3The historical perspective does not cover an empty time period nor a parenthesis with an ellipsis, but a full time period which, in reunited Vietnam, started in 1986, when the Vietnamese government adopted a new policy called Đổi Mới (Renovation). This policy’s major components were economic reforms to abandon the so-called socialist economy. But Đổi Mới’s cultural and, thus, political dimensions were both barely noticed or badly understood, especially abroad, even though, in 1987, the Secretary General of the Communist Party, Nguyễn Văn Linh, called writers and artists to emancipate from dogma and tabous1. But the political discourse and, by the same token, historiography are still facing obstacles despite a period of freedom of expression between 1989 and 1991.
4Generally speaking, the Đổi Mới is an opening to the outside world and Socialist Vietnam has adopted a multilateral diplomatic strategy brought about by the threat that is China’s rise in power: joining ASEAN, joining the International Organisation of La Francophonie, etc.

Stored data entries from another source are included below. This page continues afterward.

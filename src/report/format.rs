//! Indonesian date and time formatting for reports and the summary.

use chrono::{DateTime, Datelike, FixedOffset, NaiveDate, TimeZone, Timelike};

const MONTHS: [&str; 12] = [
    "Januari",
    "Februari",
    "Maret",
    "April",
    "Mei",
    "Juni",
    "Juli",
    "Agustus",
    "September",
    "Oktober",
    "November",
    "Desember",
];

/// `17 Oktober 2026`
pub fn date(d: NaiveDate) -> String {
    format!("{} {} {}", d.day(), MONTHS[d.month0() as usize], d.year())
}

/// `14:05:09`
pub fn time<Tz: TimeZone>(t: &DateTime<Tz>) -> String {
    format!("{:02}:{:02}:{:02}", t.hour(), t.minute(), t.second())
}

/// `17 Oktober 2026, Pukul 14:05:09`
pub fn date_time(t: &DateTime<FixedOffset>) -> String {
    format!("{}, Pukul {}", date(t.date_naive()), time(t))
}

/// Like `date_time` but prints `-` when there is no timestamp.
pub fn optional_date_time(t: Option<&DateTime<FixedOffset>>) -> String {
    t.map(date_time).unwrap_or_else(|| "-".to_string())
}

#[cfg(test)]
mod tests {
    use super::*;

    #[test]
    fn test_date() {
        let d = NaiveDate::from_ymd_opt(2026, 10, 7).unwrap();
        assert_eq!(date(d), "7 Oktober 2026");
        let d = NaiveDate::from_ymd_opt(2027, 1, 31).unwrap();
        assert_eq!(date(d), "31 Januari 2027");
    }

    #[test]
    fn test_date_time_uses_offset() {
        let offset = FixedOffset::east_opt(7 * 3600).unwrap();
        let t = "2026-10-17T20:30:05Z"
            .parse::<DateTime<chrono::Utc>>()
            .unwrap()
            .with_timezone(&offset);
        assert_eq!(date_time(&t), "18 Oktober 2026, Pukul 03:30:05");
        assert_eq!(optional_date_time(None), "-");
    }
}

5So, Đổi Mới is the key condition for updating the development of the Vietnamese culture as well as Vietnam’s economic growth. Historiography has benefited from this new deal, even though it still has to oppose ideological inertia: dogmas and forbidden issues, often justified by false pretence. However, in the last two decades, the official history, especially the one taught in school, has been subjected to examination, or even been corrected, by publications as well as by the Internet, where are writing bloggers both from Vietnam and from the diaspora. As far as Internet is now an usual communication instrument as well as studies are pursued abroad, researchers can go ahead working. Now, many Vietnamese go to foreign universities to study and make social sciences research while many foreign social scientists have free access to local archives and fields of demography, sociology, ethnology. In spite of obstacles, Vietnamese historians deal with sensitive matters, either directly or getting round.
6The Xưa Và Nay (Past and Present) journal, published by the National Association of Vietnamese historians (NAHVN), has made some breaches in the wall of certainties and dogmas. First, the historical role of the Nguyễn dynasty, the last Vietnamese kings (19–20th centuries). They were accused to have called the French to take power against the Tây Sơn, and so, they put “the snake in the henhouse.” The last Nguyễn (Khái Định and Bảo Đại) were French colonial power’s “puppets.” In 2014, the NAHVN organised a national colloquium which rose heated debates. Then, the case of Trương Vĩnh Ký, aka Petrus Ký, a catholic lettré who played a crucial role in the modernization and diffusion of Quốc ngử (the Latin transcription of Vietnamese writing). He was labelled “interpreter of the French Army” in a literary anthology published in French in Hanoi (1972). Since Đổi Mới, he has been the subject of two books (1993) and a colloquium. They are a recognition of his contribution to the Vietnamese modern culture as well as a political rehabilitation. It is also important to mention that numerous Vietnamese students, going to France to defend their Ph.D. thesis, have thus been in a position to analyse their country’s history without the hindrance of preconceptions.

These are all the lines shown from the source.